The optimism of the 1990s about the liberating actions of the Internet rested on the illusions that the new technologies, which are at one and the same time personalized yet provide a network, would produce a new type of social relationship: non-hierarchical, egalitarian, participatory; and that they would create a new type of politics, which would shake up the old hierarchy of parties, elites and states, which the industrial age left us as its legacy. And indeed, in the past twenty years completely different forms of politics have appeared, based on the new technologies, from the networked campaigning of Barack Obama in 2008 and the success of the Pirate Party in Iceland, to the ‘Twitter Revolutions’ in the Arab world.
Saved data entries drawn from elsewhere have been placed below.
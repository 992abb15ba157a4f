//! The split-by-color workflow.
//!
//! Turns one multi-color product into a family of single-color
//! products: duplicate once per color, prune the foreign variants and
//! media from each duplicate, drop the color option, rewrite the
//! handle, and cross-link the family through metafields.
//!
//! Duplicates are created in DRAFT status so a failure mid-run leaves
//! nothing customer-visible; the source product is never modified.

use tracing::{info, instrument};

use super::types::{DuplicatedProduct, VariantNode};
use super::{AdminClient, AdminError};

/// The option that encodes color on this shop's products.
pub const COLOR_OPTION: &str = "カラー";

/// The distinct color values across a variant set, in first-seen order.
fn color_values(variants: &[VariantNode]) -> Vec<String> {
    let mut colors: Vec<String> = Vec::new();
    for variant in variants {
        if let Some(value) = variant.option_value(COLOR_OPTION) {
            if !colors.iter().any(|c| c == value) {
                colors.push(value.to_string());
            }
        }
    }
    colors
}

/// Split a duplicate's variants into the IDs to keep (matching the
/// color) and the IDs to remove (everything else).
fn partition_by_color(variants: &[VariantNode], color: &str) -> (Vec<String>, Vec<String>) {
    let (keep, remove): (Vec<&VariantNode>, Vec<&VariantNode>) = variants
        .iter()
        .partition(|v| v.option_value(COLOR_OPTION) == Some(color));
    (
        keep.into_iter().map(|v| v.id.clone()).collect(),
        remove.into_iter().map(|v| v.id.clone()).collect(),
    )
}

/// The handle suffix for a color value: lowercased, whitespace runs
/// joined with hyphens.
fn handle_suffix(color: &str) -> String {
    color
        .to_lowercase()
        .split_whitespace()
        .collect::<Vec<_>>()
        .join("-")
}

impl AdminClient {
    /// Split a product into one single-color product per color value.
    ///
    /// The source product is resolved by title and left untouched;
    /// duplicates are created in `new_status` (DRAFT by default at the
    /// CLI). Returns the new product IDs in color order.
    ///
    /// # Errors
    ///
    /// Returns an error if any lookup, mutation, or media wait fails,
    /// or if a duplicate does not carry exactly one color option.
    #[instrument(skip(self), fields(title = %title))]
    pub async fn split_product_by_color(
        &self,
        title: &str,
        new_status: &str,
    ) -> Result<Vec<String>, AdminError> {
        let product = self.product_by_title(title).await?;
        let variants = self.product_variants_by_product_id(&product.id).await?;
        let colors = color_values(&variants);
        info!(product_id = %product.id, ?colors, "splitting product by color");

        let mut new_product_ids = Vec::with_capacity(colors.len());
        for color in &colors {
            let new_id = self
                .split_one_color(&product.id, &product.handle, title, color, new_status)
                .await?;
            new_product_ids.push(new_id);
        }

        // Second pass so every family member lists the complete family.
        for new_product_id in &new_product_ids {
            self.set_variation_products(new_product_id, &new_product_ids)
                .await?;
        }
        Ok(new_product_ids)
    }

    /// Create and prune the duplicate for one color value.
    async fn split_one_color(
        &self,
        product_id: &str,
        product_handle: &str,
        title: &str,
        color: &str,
        new_status: &str,
    ) -> Result<String, AdminError> {
        let new_product = self
            .duplicate_product(product_id, title, true, new_status)
            .await?;
        info!(new_product_id = %new_product.id, color = %color, "duplicated product");

        let color_option_id = color_option_id(&new_product)?;
        let (keep, remove) = partition_by_color(&new_product.variants.nodes, color);
        let first_kept = keep.first().ok_or_else(|| {
            AdminError::Assertion(format!(
                "duplicate {} has no variant for color {color}",
                new_product.id
            ))
        })?;

        self.remove_unrelated_media(&new_product.id, first_kept)
            .await?;
        self.remove_product_variants(&new_product.id, &remove)
            .await?;
        self.delete_product_options(&new_product.id, &[color_option_id])
            .await?;

        let new_handle = format!("{product_handle}-{}", handle_suffix(color));
        self.update_product_handle(&new_product.id, &new_handle)
            .await?;
        self.set_variation_value(&new_product.id, color).await?;
        Ok(new_product.id)
    }

    /// Delete every media on the duplicate that does not belong to the
    /// kept variant's slice.
    async fn remove_unrelated_media(
        &self,
        new_product_id: &str,
        kept_variant_id: &str,
    ) -> Result<(), AdminError> {
        let all_media = self.medias_by_product_id(new_product_id).await?;
        let keep_media = self.medias_by_variant_id(kept_variant_id).await?;
        let to_remove: Vec<String> = all_media
            .into_iter()
            .filter(|m| !keep_media.iter().any(|km| km.id == m.id))
            .map(|m| m.id)
            .collect();
        self.delete_product_media(new_product_id, Some(to_remove))
            .await
    }
}

/// The duplicate's color option ID; exactly one option named カラー must
/// exist.
fn color_option_id(product: &DuplicatedProduct) -> Result<String, AdminError> {
    let ids: Vec<&str> = product
        .options
        .iter()
        .filter(|o| o.name == COLOR_OPTION)
        .map(|o| o.id.as_str())
        .collect();
    match ids.as_slice() {
        [id] => Ok((*id).to_string()),
        [] => Err(AdminError::Assertion(format!(
            "No option {COLOR_OPTION} for {}",
            product.id
        ))),
        _ => Err(AdminError::Assertion(format!(
            "Multiple option {COLOR_OPTION} for {}",
            product.id
        ))),
    }
}

#[cfg(test)]
mod tests {
    use super::*;
    use crate::shopify::types::{Nodes, ProductOptionNode, SelectedOption};

    fn variant(id: &str, color: Option<&str>, size: &str) -> VariantNode {
        let mut selected_options = vec![SelectedOption {
            name: "サイズ".to_string(),
            value: size.to_string(),
        }];
        if let Some(color) = color {
            selected_options.push(SelectedOption {
                name: COLOR_OPTION.to_string(),
                value: color.to_string(),
            });
        }
        VariantNode {
            id: id.to_string(),
            title: id.to_string(),
            display_name: None,
            sku: None,
            media: Nodes::default(),
            selected_options,
        }
    }

    #[test]
    fn colors_keep_first_seen_order_without_duplicates() {
        let variants = vec![
            variant("v1", Some("Ivory"), "S"),
            variant("v2", Some("Ivory"), "M"),
            variant("v3", Some("Dark Navy"), "S"),
            variant("v4", Some("Dark Navy"), "M"),
            variant("v5", Some("Ivory"), "L"),
        ];
        assert_eq!(color_values(&variants), ["Ivory", "Dark Navy"]);
    }

    #[test]
    fn variants_without_the_option_yield_no_colors() {
        let variants = vec![variant("v1", None, "S"), variant("v2", None, "M")];
        assert!(color_values(&variants).is_empty());
    }

    #[test]
    fn partition_separates_keep_from_remove() {
        let variants = vec![
            variant("v1", Some("Ivory"), "S"),
            variant("v2", Some("Dark Navy"), "S"),
            variant("v3", Some("Ivory"), "M"),
        ];
        let (keep, remove) = partition_by_color(&variants, "Ivory");
        assert_eq!(keep, ["v1", "v3"]);
        assert_eq!(remove, ["v2"]);
    }

    #[test]
    fn handle_suffix_lowercases_and_hyphenates() {
        assert_eq!(handle_suffix("Dark Navy"), "dark-navy");
        assert_eq!(handle_suffix("Ivory"), "ivory");
        assert_eq!(handle_suffix("  Off   White "), "off-white");
    }

    #[test]
    fn color_option_must_be_unique() {
        let option = |id: &str| ProductOptionNode {
            id: id.to_string(),
            name: COLOR_OPTION.to_string(),
            values: vec![],
        };
        let mut product = DuplicatedProduct {
            id: "gid://shopify/Product/1".to_string(),
            handle: "coat".to_string(),
            title: "Coat".to_string(),
            variants: Nodes::default(),
            options: vec![option("o1")],
        };
        assert_eq!(color_option_id(&product).unwrap(), "o1");

        product.options.push(option("o2"));
        let err = color_option_id(&product).unwrap_err();
        assert!(err.to_string().contains("Multiple option"));

        product.options.clear();
        let err = color_option_id(&product).unwrap_err();
        assert!(err.to_string().contains("No option"));
    }
}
But Obama left office, Facebook helped bring to power the populist and chauvinist Donald Trump, and Twitter in the Arab states was taken over by the Islamists. At the same time, authoritarian regimes learnt how to live with the net; not just live with it, but use it to their own advantage: personalization and customization can be turned into personal control over citizens by means of their gadgets and their social network accounts. And social media activity, it turns out, can easily be transformed into noise on the net, when different forms of civil activity on the Internet can become lightning rods, a valve for letting off steam – a substitute for political protest. And at the same time, hi-tech companies can be changed from being agents for change into agents of the state, as happened, for example, with Kaspersky Lab in Russia.
36
The Customs Union gives customs-free travel for citizens of the member states of the Eurasian Economic Union: Armenia, Belarus, Kazakhstan, Kyrgyzstan and Russia.
37
Following allegations of rigged elections for the State Duma in December 2011, there were mass demonstrations in Moscow, the like of which had not been seen since the last days of the Soviet Union. These demonstrations seemed to convince President Putin that he needed to have a stronger grip on society.